Researchers from Texas A&M University and the Korea Advanced Institute of Science and Technology have created a new artificial intelligence (AI) system called OmniPredict. This system helps self-driving cars predict what pedestrians might do next. It uses a multimodal large language model that processes different kinds of data like images and text together. Unlike older systems that only react to what they see, OmniPredict combines pictures of scenes with other details, such as vehicle speed and pedestrian positions, to guess actions in real time.
The system works by analyzing inputs like overall street views, close-up images, bounding boxes that outline people, and speed data. It sorts behaviors into categories such as crossing the road, being blocked from view, general actions, or gaze direction. Early tests show it achieves high accuracy without needing extra training on specific data.
A shift to proactive safety
This approach could make roads safer by allowing cars to anticipate dangers instead of just responding to them. For example, it might prevent accidents at busy crosswalks or in bad weather. The researchers tested OmniPredict on tough datasets like JAAD and WiDEVIEW, which are collections of videos showing pedestrian actions in various conditions. It reached 67 percent accuracy, outperforming other models by 10 percent.
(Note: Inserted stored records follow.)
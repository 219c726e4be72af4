//! PDF exporter.
//!
//! The preview is laid out with the plain-text writer and scaled so its width
//! fills the printable width of the page. Lines that do not fit spill onto
//! further pages. Text uses the built-in Courier faces.

use crate::atomic;
use crate::error::{Error, Result};
use crate::exporter::Exporter;
use crate::types::{ExportFormat, ExportOptions, PageSize};
use layout::{Surface, text};
use printpdf::{BuiltinFont, Mm, PdfDocument};
use std::path::PathBuf;

/// Page margin on every side
const MARGIN_MM: f32 = 15.0;

/// Advance width of a Courier glyph, in em
const COURIER_ADVANCE: f32 = 0.6;

/// Baseline-to-baseline distance, in em
const LINE_SPACING: f32 = 1.25;

const PT_PER_MM: f32 = 72.0 / 25.4;

/// Where text goes on a page.
#[derive(Debug, Clone, Copy, PartialEq)]
pub struct PageGeometry {
    /// Page width
    pub width_mm: f32,
    /// Page height
    pub height_mm: f32,
    /// Font size that makes `columns` characters fill the printable width
    pub font_pt: f32,
    /// Lines that fit on one page
    pub lines_per_page: usize,
}

impl PageGeometry {
    /// Fit `columns` characters across `page`.
    #[must_use]
    pub fn fit(page: PageSize, columns: usize) -> Self {
        let (width_mm, height_mm) = page.dimensions_mm();
        let columns = columns.max(text::MIN_WIDTH) as f32;

        let font_pt = (width_mm - 2.0 * MARGIN_MM) * PT_PER_MM / (columns * COURIER_ADVANCE);
        let line_mm = font_pt * LINE_SPACING / PT_PER_MM;
        let lines_per_page = ((height_mm - 2.0 * MARGIN_MM) / line_mm).floor().max(1.0) as usize;

        Self {
            width_mm,
            height_mm,
            font_pt,
            lines_per_page,
        }
    }

    fn line_mm(&self) -> f32 {
        self.font_pt * LINE_SPACING / PT_PER_MM
    }
}

/// Split `lines` into pages of at most `per_page` lines; always at least one page.
pub fn paginate<T>(lines: &[T], per_page: usize) -> Vec<&[T]> {
    if lines.is_empty() {
        return vec![lines];
    }
    lines.chunks(per_page.max(1)).collect()
}

/// Map text onto what the built-in PDF fonts can show.
fn printable(line: &str) -> String {
    line.chars()
        .map(|c| match c {
            '→' => "->".to_string(),
            '─' | '–' | '—' => "-".to_string(),
            c if u32::from(c) <= 0xFF => c.to_string(),
            _ => "?".to_string(),
        })
        .collect()
}

/// Writes the preview as a paginated PDF at A4 or Letter size.
#[derive(Debug, Clone)]
pub struct PdfExporter {
    options: ExportOptions,
}

impl PdfExporter {
    /// Create a PDF exporter.
    #[must_use]
    pub fn new(options: ExportOptions) -> Self {
        Self { options }
    }

    /// Build the document in memory.
    ///
    /// # Errors
    ///
    /// Returns [`Error::Pdf`] when the PDF library rejects the document.
    pub fn render(&self, surface: &Surface) -> Result<Vec<u8>> {
        let geometry = PageGeometry::fit(self.options.page, self.options.text_width);
        let rendered = text::write(surface, self.options.text_width);
        let lines: Vec<&str> = rendered.lines().collect();
        let pages = paginate(&lines, geometry.lines_per_page);

        let name = surface.header.full_name.trim();
        let title = if name.is_empty() {
            "Resume".to_string()
        } else {
            format!("{name} - Resume")
        };

        let width = Mm(geometry.width_mm);
        let height = Mm(geometry.height_mm);
        let (doc, first_page, first_layer) = PdfDocument::new(&title, width, height, "Layer 1");
        let regular = doc
            .add_builtin_font(BuiltinFont::Courier)
            .map_err(|e| Error::Pdf(e.to_string()))?;
        let bold = doc
            .add_builtin_font(BuiltinFont::CourierBold)
            .map_err(|e| Error::Pdf(e.to_string()))?;

        for (number, page_lines) in pages.iter().enumerate() {
            let layer = if number == 0 {
                doc.get_page(first_page).get_layer(first_layer)
            } else {
                let (page, layer) = doc.add_page(width, height, "Layer 1");
                doc.get_page(page).get_layer(layer)
            };

            let mut y = geometry.height_mm - MARGIN_MM - geometry.line_mm();
            for (i, line) in page_lines.iter().enumerate() {
                if !line.trim().is_empty() {
                    let font = if number == 0 && i == 0 { &bold } else { &regular };
                    layer.use_text(printable(line), geometry.font_pt, Mm(MARGIN_MM), Mm(y), font);
                }
                y -= geometry.line_mm();
            }
        }

        log::debug!(
            "PDF layout: {} lines over {} page(s) at {:.1}pt",
            lines.len(),
            pages.len(),
            geometry.font_pt
        );
        doc.save_to_bytes().map_err(|e| Error::Pdf(e.to_string()))
    }
}

impl Exporter for PdfExporter {
    fn export(&self, surface: &Surface) -> Result<PathBuf> {
        let path = self.options.target(ExportFormat::Pdf)?;
        let document = self.render(surface)?;

        atomic::write(&path, &document)?;
        log::info!("Exported {} layout to {}", surface.layout, path.display());
        Ok(path)
    }
}

#[cfg(test)]
mod tests {
    use super::*;
    use layout::{LayoutId, render};
    use resume::{Experience, ResumeAggregate};
    use tempfile::TempDir;

    #[test]
    fn test_geometry_fills_page_width() {
        let a4 = PageGeometry::fit(PageSize::A4, 80);
        let used_mm = 80.0 * COURIER_ADVANCE * a4.font_pt / PT_PER_MM;
        assert!((used_mm - (210.0 - 2.0 * MARGIN_MM)).abs() < 0.01);

        // Same column count on a wider page means larger text
        let letter = PageGeometry::fit(PageSize::Letter, 80);
        assert!(letter.font_pt > a4.font_pt);
        assert!(a4.lines_per_page > 40);
    }

    #[test]
    fn test_paginate_by_height() {
        let lines: Vec<u32> = (0..125).collect();
        let pages = paginate(&lines, 50);
        assert_eq!(pages.len(), 3);
        assert_eq!(pages[2], &lines[100..]);

        let empty: Vec<u32> = Vec::new();
        assert_eq!(paginate(&empty, 50).len(), 1);
    }

    #[test]
    fn test_printable_replaces_unsupported_glyphs() {
        assert_eq!(printable("View Project →"), "View Project ->");
        assert_eq!(printable("──"), "--");
        assert_eq!(printable("São Paulo · Brazil"), "São Paulo · Brazil");
        assert_eq!(printable("東京"), "??");
    }

    #[test]
    fn test_export_writes_pdf() {
        let dir = TempDir::new().unwrap();
        let mut resume = ResumeAggregate::new();
        resume.personal_info.full_name = "Jane Doe".to_string();
        for i in 0..40 {
            resume.experience.push(Experience {
                company: format!("Company {i}"),
                position: "Engineer".to_string(),
                start_date: "2020".to_string(),
                end_date: "2021".to_string(),
                responsibilities: "Built things that mattered to people".to_string(),
            });
        }
        let surface = render(&resume, &LayoutId::Simple.descriptor());

        let exporter = PdfExporter::new(ExportOptions::new(dir.path()));
        let path = exporter.export(&surface).unwrap();

        assert_eq!(path, dir.path().join("resume.pdf"));
        let bytes = std::fs::read(&path).unwrap();
        assert!(bytes.starts_with(b"%PDF"));

        let geometry = PageGeometry::fit(PageSize::A4, 80);
        let rendered = text::write(&surface, 80);
        let lines: Vec<&str> = rendered.lines().collect();
        assert!(paginate(&lines, geometry.lines_per_page).len() > 1);
    }
}
#[cfg(test)]
mod tests {
    use super::*;

    #[test]
    fn test_aggregate_starts_fully_defined() {
        let aggregate = ResumeAggregate::new();
        assert_eq!(aggregate.personal_info, PersonalInfo::default());
        assert!(aggregate.personal_info.profile_picture.is_none());
        assert!(aggregate.education.is_empty());
        assert!(aggregate.experience.is_empty());
        assert!(aggregate.skills.is_empty());
        assert!(aggregate.projects.is_empty());
    }

    #[test]
    fn test_replace_is_wholesale() {
        let mut aggregate = ResumeAggregate::new();
        aggregate.replace(SectionValue::Skills(vec![
            Skill::new("Go", 3),
            Skill::new("Rust", 4),
        ]));
        aggregate.replace(SectionValue::Skills(vec![Skill::new("Zig", 1)]));

        assert_eq!(aggregate.skills, vec![Skill::new("Zig", 1)]);
        assert!(aggregate.education.is_empty());
    }

    #[test]
    fn test_section_roundtrip_through_replace() {
        let mut aggregate = ResumeAggregate::new();
        let value = SectionValue::Projects(vec![Project {
            name: "vitae".to_string(),
            description: "Resume wizard".to_string(),
            link: String::new(),
        }]);
        aggregate.replace(value.clone());
        assert_eq!(aggregate.section(SectionKey::Projects), value);
        assert_eq!(value.key(), SectionKey::Projects);
    }

    #[test]
    fn test_json_uses_original_keys() {
        let mut aggregate = ResumeAggregate::new();
        aggregate.personal_info.full_name = "Ada Lovelace".to_string();
        aggregate.education.push(Education {
            degree: "Mathematics".to_string(),
            graduation_year: "1835".to_string(),
            ..Education::default()
        });

        let json = aggregate.to_json().unwrap();
        assert!(json.contains("\"personalInfo\""));
        assert!(json.contains("\"fullName\": \"Ada Lovelace\""));
        assert!(json.contains("\"graduationYear\": \"1835\""));
        assert!(!json.contains("profilePicture"));
    }

    #[test]
    fn test_json_missing_sections_default() {
        let aggregate = ResumeAggregate::from_json(r#"{"skills":[{"name":"Go","level":3}]}"#)
            .unwrap();
        assert_eq!(aggregate.skills, vec![Skill::new("Go", 3)]);
        assert!(aggregate.projects.is_empty());
        assert_eq!(aggregate.personal_info.full_name, "");
    }

    #[test]
    fn test_json_rejects_level_above_max() {
        let err = ResumeAggregate::from_json(r#"{"skills":[{"name":"Go","level":9}]}"#)
            .unwrap_err();
        assert!(matches!(err, Error::InvalidValue { .. }));
    }

    #[test]
    fn test_save_and_load() {
        let dir = tempfile::tempdir().unwrap();
        let path = dir.path().join("resume.json");

        let mut aggregate = ResumeAggregate::new();
        aggregate.personal_info.email = "ada@example.com".to_string();
        aggregate.save(&path).unwrap();

        assert_eq!(ResumeAggregate::load(&path).unwrap(), aggregate);
    }

    #[test]
    fn test_load_missing_file() {
        let err = ResumeAggregate::load(Path::new("/nonexistent/resume.json")).unwrap_err();
        assert!(matches!(err, Error::Io { .. }));
    }

    #[test]
    fn test_field_access_by_name() {
        let mut edu = Education::default();
        edu.set_field("institution", "MIT".into()).unwrap();
        assert_eq!(edu.field("institution").unwrap(), FieldValue::text("MIT"));
        assert!(edu.set_field("gpa", "4.0".into()).is_err());
        assert!(edu.field("gpa").is_err());
    }

    #[test]
    fn test_skill_defaults_to_level_three() {
        assert_eq!(Skill::default().level, DEFAULT_SKILL_LEVEL);
        assert!(Skill::default().is_blank());
        assert!(!Skill::new("", 4).is_blank());
    }

    #[test]
    fn test_required_fields_follow_forms() {
        let missing: Vec<_> = Experience::default()
            .missing_required(2)
            .into_iter()
            .map(|m| m.field)
            .collect();
        assert_eq!(
            missing,
            vec!["company", "position", "startDate", "responsibilities"]
        );

        let skill = Skill::default().missing_required(0);
        assert_eq!(skill.len(), 1);
        assert_eq!(skill[0].field, "name");
    }

    #[test]
    fn test_personal_info_photo_field() {
        let mut info = PersonalInfo::default();
        info.set_field(PROFILE_PICTURE, "data:image/png;base64,AAAA".into())
            .unwrap();
        assert_eq!(
            info.profile_picture.as_deref(),
            Some("data:image/png;base64,AAAA")
        );

        info.set_field(PROFILE_PICTURE, "".into()).unwrap();
        assert!(info.profile_picture.is_none());
    }

    #[test]
    fn test_initial_fallback() {
        let mut info = PersonalInfo::default();
        assert_eq!(info.initial(), "?");
        info.full_name = "  grace hopper".to_string();
        assert_eq!(info.initial(), "g");
    }
}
It also handles tricky situations, such as hidden people or unusual behaviors, and responds faster.
Beyond cars, the system could help in other areas, like spotting threats in military or emergency settings by reading body language or stress signs. While not yet ready for real roads, OmniPredict suggests a future where machines think more like humans, using reasoning to understand motives. This could lead to fewer crashes, smoother traffic, and better decisions in complex places. The findings, published in Computers & Electrical Engineering, highlight how AI can blend seeing with predicting to improve overall safety in the street.